[EXERCISE]: Copy out every line holding the string "BTreeMap" from the records below.

[THE DATA]:
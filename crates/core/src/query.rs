//! Search, filter and page state of one listing.
//!
//! `QueryState` is a plain value owned by a listing controller. Changing the
//! search term or any filter sends the listing back to page 1; changing the
//! page alone leaves everything else untouched. Every accepted change bumps a
//! revision so callers can tell whether a new fetch is due.

use std::collections::BTreeMap;

/// Filter value meaning "no filtering"; never sent to the backend.
pub const FILTER_ALL: &str = "all";

/// Current query of a listing.
#[derive(Debug, Clone, PartialEq, Eq)]
pub struct QueryState {
    search: String,
    filters: BTreeMap<String, String>,
    page: u32,
    total_pages: u32,
    revision: u64,
}

/// Immutable copy of the query handed to the fetch layer.
#[derive(Debug, Clone, PartialEq, Eq)]
pub struct QuerySnapshot {
    pub search: String,
    pub filters: BTreeMap<String, String>,
    pub page: u32,
    pub revision: u64,
}

impl Default for QueryState {
    fn default() -> Self {
        Self::new()
    }
}

impl QueryState {
    /// Empty search, no filters, page 1 of 1.
    #[must_use]
    pub const fn new() -> Self {
        Self {
            search: String::new(),
            filters: BTreeMap::new(),
            page: 1,
            total_pages: 1,
            revision: 0,
        }
    }

    /// Declare a filter with its default value (usually [`FILTER_ALL`]).
    #[must_use]
    pub fn with_filter(mut self, key: impl Into<String>, value: impl Into<String>) -> Self {
        self.filters.insert(key.into(), value.into());
        self
    }

    #[must_use]
    pub fn search(&self) -> &str {
        &self.search
    }

    #[must_use]
    pub fn filter(&self, key: &str) -> Option<&str> {
        self.filters.get(key).map(String::as_str)
    }

    #[must_use]
    pub const fn page(&self) -> u32 {
        self.page
    }

    #[must_use]
    pub const fn total_pages(&self) -> u32 {
        self.total_pages
    }

    #[must_use]
    pub const fn revision(&self) -> u64 {
        self.revision
    }

    /// Replace the search term. Returns whether anything changed.
    pub fn set_search(&mut self, term: impl Into<String>) -> bool {
        let term = term.into();
        if term == self.search {
            return false;
        }
        self.search = term;
        self.reset_page();
        true
    }

    /// Set a filter value. Returns whether anything changed.
    pub fn set_filter(&mut self, key: impl Into<String>, value: impl Into<String>) -> bool {
        let key = key.into();
        let value = value.into();
        if self.filters.get(&key) == Some(&value) {
            return false;
        }
        self.filters.insert(key, value);
        self.reset_page();
        true
    }

    /// Move to `page` if it lies within `[1, total_pages]`.
    ///
    /// Out-of-range requests and requests for the current page are no-ops.
    pub fn set_page(&mut self, page: u32) -> bool {
        if page < 1 || page > self.total_pages || page == self.page {
            return false;
        }
        self.page = page;
        self.revision += 1;
        true
    }

    /// Next page, or no-op on the last page.
    pub fn next_page(&mut self) -> bool {
        self.set_page(self.page.saturating_add(1))
    }

    /// Previous page, or no-op on the first page.
    pub fn prev_page(&mut self) -> bool {
        self.set_page(self.page.saturating_sub(1))
    }

    /// Record the page count reported by the server.
    ///
    /// A missing or zero count is treated as a single page, and the current
    /// page is pulled back inside the new bound. Returns `true` when the page
    /// moved; the page on screen is then stale and must be fetched again.
    pub fn set_total_pages(&mut self, total_pages: u32) -> bool {
        self.total_pages = total_pages.max(1);
        if self.page <= self.total_pages {
            return false;
        }
        self.page = self.total_pages;
        self.revision += 1;
        true
    }

    /// Whether the current query is unfiltered and unsearched.
    #[must_use]
    pub fn is_default(&self) -> bool {
        self.search.trim().is_empty() && self.filters.values().all(|v| v == FILTER_ALL)
    }

    /// Copy of the state to hand to the fetch layer.
    #[must_use]
    pub fn snapshot(&self) -> QuerySnapshot {
        QuerySnapshot {
            search: self.search.clone(),
            filters: self.filters.clone(),
            page: self.page,
            revision: self.revision,
        }
    }

    fn reset_page(&mut self) {
        self.page = 1;
        self.revision += 1;
    }
}

impl QuerySnapshot {
    /// Outgoing request parameters.
    ///
    /// `page` is always present; `search` only when non-blank; each filter
    /// only when it differs from [`FILTER_ALL`] and is non-empty.
    #[must_use]
    pub fn params(&self) -> Vec<(String, String)> {
        let mut params = vec![("page".to_owned(), self.page.to_string())];
        let search = self.search.trim();
        if !search.is_empty() {
            params.push(("search".to_owned(), search.to_owned()));
        }
        params.extend(
            self.filters
                .iter()
                .filter(|(_, v)| !v.is_empty() && v.as_str() != FILTER_ALL)
                .map(|(k, v)| (k.clone(), v.clone())),
        );
        params
    }

    #[must_use]
    pub fn filter(&self, key: &str) -> Option<&str> {
        self.filters
            .get(key)
            .map(String::as_str)
            .filter(|v| !v.is_empty() && *v != FILTER_ALL)
    }

    /// Trimmed search term, if any.
    #[must_use]
    pub fn search_term(&self) -> Option<&str> {
        Some(self.search.trim()).filter(|s| !s.is_empty())
    }
}

#[cfg(test)]
mod tests {
    use super::*;

    fn shops_query() -> QueryState {
        QueryState::new().with_filter("status", FILTER_ALL)
    }

    #[test]
    fn test_filter_change_resets_page() {
        let mut q = shops_query();
        assert!(q.set_search("pho"));
        q.set_total_pages(3);
        assert!(q.set_page(3));
        assert_eq!(q.page(), 3);

        assert!(q.set_filter("status", "ACTIVE"));
        assert_eq!(q.page(), 1);
        assert_eq!(q.search(), "pho");
    }

    #[test]
    fn test_search_change_resets_page() {
        let mut q = shops_query();
        q.set_total_pages(5);
        q.set_page(4);
        assert!(q.set_search("bun"));
        assert_eq!(q.page(), 1);
    }

    #[test]
    fn test_same_value_is_not_a_change() {
        let mut q = shops_query();
        q.set_total_pages(2);
        q.set_page(2);
        let rev = q.revision();
        assert!(!q.set_filter("status", FILTER_ALL));
        assert!(!q.set_search(""));
        assert_eq!(q.page(), 2);
        assert_eq!(q.revision(), rev);
    }

    #[test]
    fn test_page_bounds_are_no_ops() {
        let mut q = shops_query();
        q.set_total_pages(2);
        assert!(!q.prev_page());
        assert_eq!(q.page(), 1);
        assert!(q.next_page());
        assert_eq!(q.page(), 2);
        assert!(!q.next_page());
        assert_eq!(q.page(), 2);
        assert!(!q.set_page(0));
        assert!(!q.set_page(3));
    }

    #[test]
    fn test_page_change_keeps_filters() {
        let mut q = shops_query();
        q.set_filter("status", "INACTIVE");
        q.set_search("com");
        q.set_total_pages(4);
        q.set_page(2);
        assert_eq!(q.filter("status"), Some("INACTIVE"));
        assert_eq!(q.search(), "com");
    }

    #[test]
    fn test_shrinking_total_pulls_page_back() {
        let mut q = shops_query();
        q.set_total_pages(5);
        q.set_page(5);
        let rev = q.revision();
        assert!(q.set_total_pages(2));
        assert_eq!(q.page(), 2);
        assert!(q.revision() > rev);
        assert!(q.set_total_pages(0));
        assert_eq!(q.total_pages(), 1);
        assert_eq!(q.page(), 1);
    }

    #[test]
    fn test_growing_total_keeps_page() {
        let mut q = shops_query();
        q.set_total_pages(2);
        q.set_page(2);
        let rev = q.revision();
        assert!(!q.set_total_pages(4));
        assert_eq!(q.page(), 2);
        assert_eq!(q.revision(), rev);
    }

    #[test]
    fn test_params_omit_defaults() {
        let mut q = QueryState::new()
            .with_filter("role", FILTER_ALL)
            .with_filter("status", FILTER_ALL);
        assert_eq!(q.snapshot().params(), vec![("page".to_owned(), "1".to_owned())]);

        q.set_search("  lan ");
        q.set_filter("status", "PENDING");
        let params = q.snapshot().params();
        assert_eq!(
            params,
            vec![
                ("page".to_owned(), "1".to_owned()),
                ("search".to_owned(), "lan".to_owned()),
                ("status".to_owned(), "PENDING".to_owned()),
            ]
        );
    }
}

[ANSWER FOR THE TASK]:
use std::collections::BTreeMap;
    filters: BTreeMap<String, String>,
    pub filters: BTreeMap<String, String>,
            filters: BTreeMap::new(),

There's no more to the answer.